The need for "Train on Train" arose when Japan's Hokkaido Railway Company (JR Hokkaido) was planning for standard-gauge Hokkaido Shinkansen high-speed trains to operate in the undersea Seikan Tunnel from 2016. The problem was that narrow-gauge freight trains did not operate at high speeds. Since the tunnel is 53.85 km (33.46 mi) long, incorporating the slower narrow-gauge trains into the timetable would significantly disrupt the planned high-speed services. It was also considered technically difficult to build new freight train shelters within the Seikan Tunnel. JR Hokkaido would investigate a solution of mounting narrow-gauge freight trains on to faster standard-gauge freight trains. JR Hokkaido applied for a patent for train-on-train on February 22, 2006, and has continued research and development to realize a Shinkansen freight train since then.
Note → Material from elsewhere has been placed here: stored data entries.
//! Live status streams.
//!
//! A stream is a snapshot followed by updates produced by re-reading the
//! store on a fixed interval. It holds no state beyond the last view it
//! emitted, so any instance can serve any client and a reconnecting client
//! just opens a new stream. The polling task is owned by the stream and
//! aborted when the stream is dropped; dropping it never touches the
//! request itself.

use std::pin::Pin;
use std::sync::Arc;
use std::task::{Context, Poll};
use std::time::Duration;

use futures::Stream;
use serde::Serialize;
use tokio::sync::mpsc;
use tokio::time::{Instant, MissedTickBehavior};
use tokio_util::task::AbortOnDropHandle;
use unsub_core::cancellation::{CancellationMethod, CancellationStatus, LogLevel, MethodSelection};
use unsub_core::error::CoreError;
use unsub_core::stream_events::{EVENT_STATUS, EVENT_UPDATE};
use unsub_core::types::{DbId, Timestamp};
use unsub_db::models::{CancellationLog, CancellationRequest};
use unsub_db::CancellationStore;

/// Buffered events per stream before the poller waits on the client.
const STREAM_BUFFER: usize = 8;

#[derive(Debug, Clone, PartialEq, Serialize)]
#[serde(rename_all = "camelCase")]
pub struct LastLog {
    pub level: LogLevel,
    pub message: String,
    pub timestamp: Timestamp,
}

impl From<CancellationLog> for LastLog {
    fn from(log: CancellationLog) -> Self {
        Self {
            level: log.level,
            message: log.message,
            timestamp: log.created_at,
        }
    }
}

/// An event on a status stream. Serializes to the wire payload.
#[derive(Debug, Clone, PartialEq, Serialize)]
#[serde(tag = "type")]
pub enum StatusEvent {
    #[serde(rename = "cancellation.status", rename_all = "camelCase")]
    Snapshot {
        request_id: DbId,
        orchestration_id: Option<DbId>,
        status: CancellationStatus,
        method: MethodSelection,
        active_method: Option<CancellationMethod>,
        created_at: Timestamp,
        updated_at: Timestamp,
    },
    #[serde(rename = "cancellation.update", rename_all = "camelCase")]
    Update {
        request_id: DbId,
        orchestration_id: Option<DbId>,
        status: CancellationStatus,
        last_log: Option<LastLog>,
        updated_at: Timestamp,
    },
}

impl StatusEvent {
    fn snapshot(request: &CancellationRequest, orchestration_id: Option<DbId>) -> Self {
        Self::Snapshot {
            request_id: request.id,
            orchestration_id,
            status: request.status,
            method: request.method,
            active_method: request.active_method,
            created_at: request.created_at,
            updated_at: request.updated_at,
        }
    }

    fn update(
        request: &CancellationRequest,
        orchestration_id: Option<DbId>,
        last_log: Option<CancellationLog>,
    ) -> Self {
        Self::Update {
            request_id: request.id,
            orchestration_id,
            status: request.status,
            last_log: last_log.map(LastLog::from),
            updated_at: request.updated_at,
        }
    }

    /// The SSE `event:` name.
    pub fn name(&self) -> &'static str {
        match self {
            Self::Snapshot { .. } => EVENT_STATUS,
            Self::Update { .. } => EVENT_UPDATE,
        }
    }

    pub fn status(&self) -> CancellationStatus {
        match self {
            Self::Snapshot { status, .. } | Self::Update { status, .. } => *status,
        }
    }

    pub fn is_terminal(&self) -> bool {
        self.status().is_terminal()
    }
}

/// What the poller compares between ticks.
#[derive(Debug, Clone, Copy, PartialEq, Eq)]
struct View {
    status: CancellationStatus,
    last_log_id: Option<DbId>,
}

pub struct StatusPublisher {
    store: Arc<dyn CancellationStore>,
    poll_interval: Duration,
}

impl StatusPublisher {
    pub fn new(store: Arc<dyn CancellationStore>, poll_interval: Duration) -> Self {
        Self {
            store,
            poll_interval,
        }
    }

    /// Open a stream for a request owned by `user_id`.
    ///
    /// `orchestration_id` overrides the request's own grouping for display;
    /// when `None` the stored value is used.
    pub async fn open_stream(
        &self,
        request_id: DbId,
        user_id: DbId,
        orchestration_id: Option<DbId>,
    ) -> Result<StatusStream, CoreError> {
        let request = self
            .store
            .find_request(request_id)
            .await?
            .filter(|r| r.is_owned_by(user_id))
            .ok_or(CoreError::request_not_found(request_id))?;
        let orchestration_id = orchestration_id.or(request.orchestration_id);
        let snapshot = StatusEvent::snapshot(&request, orchestration_id);

        if request.status.is_terminal() {
            tracing::debug!(request_id, status = %request.status, "Stream opened on terminal request");
            return Ok(StatusStream::finished(snapshot));
        }

        let last_log = self.store.latest_log(request_id).await?;
        let view = View {
            status: request.status,
            last_log_id: last_log.map(|l| l.id),
        };

        let (tx, rx) = mpsc::channel(STREAM_BUFFER);
        let task = tokio::spawn(poll_updates(
            Arc::clone(&self.store),
            request_id,
            orchestration_id,
            self.poll_interval,
            view,
            tx,
        ));
        tracing::debug!(request_id, user_id, "Status stream opened");

        Ok(StatusStream {
            snapshot: Some(snapshot),
            updates: Some(rx),
            _poller: Some(AbortOnDropHandle::new(task)),
        })
    }
}

async fn poll_updates(
    store: Arc<dyn CancellationStore>,
    request_id: DbId,
    orchestration_id: Option<DbId>,
    interval: Duration,
    mut last: View,
    tx: mpsc::Sender<StatusEvent>,
) {
    let mut ticker = tokio::time::interval_at(Instant::now() + interval, interval);
    ticker.set_missed_tick_behavior(MissedTickBehavior::Delay);

    loop {
        tokio::select! {
            _ = tx.closed() => {
                tracing::debug!(request_id, "Status stream client went away");
                break;
            }
            _ = ticker.tick() => {
                let request = match store.find_request(request_id).await {
                    Ok(Some(request)) => request,
                    Ok(None) => break,
                    Err(e) => {
                        tracing::warn!(request_id, error = %e, "Status poll failed");
                        continue;
                    }
                };
                let last_log = match store.latest_log(request_id).await {
                    Ok(log) => log,
                    Err(e) => {
                        tracing::warn!(request_id, error = %e, "Status poll failed");
                        continue;
                    }
                };

                let view = View {
                    status: request.status,
                    last_log_id: last_log.as_ref().map(|l| l.id),
                };
                if view != last {
                    last = view;
                    let event = StatusEvent::update(&request, orchestration_id, last_log);
                    if tx.send(event).await.is_err() {
                        break;
                    }
                }
                if request.status.is_terminal() {
                    break;
                }
            }
        }
    }
}

/// Events for one client connection. Ends after the terminal event.
pub struct StatusStream {
    snapshot: Option<StatusEvent>,
    updates: Option<mpsc::Receiver<StatusEvent>>,
    _poller: Option<AbortOnDropHandle<()>>,
}

impl StatusStream {
    fn finished(snapshot: StatusEvent) -> Self {
        Self {
            snapshot: Some(snapshot),
            updates: None,
            _poller: None,
        }
    }
}

impl Stream for StatusStream {
    type Item = StatusEvent;

    fn poll_next(self: Pin<&mut Self>, cx: &mut Context<'_>) -> Poll<Option<Self::Item>> {
        let this = self.get_mut();
        if let Some(snapshot) = this.snapshot.take() {
            return Poll::Ready(Some(snapshot));
        }
        match this.updates.as_mut() {
            Some(rx) => rx.poll_recv(cx),
            None => Poll::Ready(None),
        }
    }
}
The development of "Train on Train" was effectively frozen in 2015. The Hokkaido Shinkansen opened on March 26, 2016, without "Train on Train" being put into use.

==Development==
When the Hokkaido Shinkansen opened between and in 2016, high-speed Shinkansen trains shared the dual gauge tracks through the Seikan Tunnel which links the main island of Honshu with Hokkaido. While in the tunnel, freight trains on the narrow-gauge rails are limited to 110 km/h. The "Train on Train" concept involved loading narrow-gauge KoKi 100 container wagons on to specially built standard-gauge wagons to allow operation at speeds of up to 200 km/h. The speeds in the Seikan Tunnel were reported as having been increased to 160 km/h after extensive testing in 2014.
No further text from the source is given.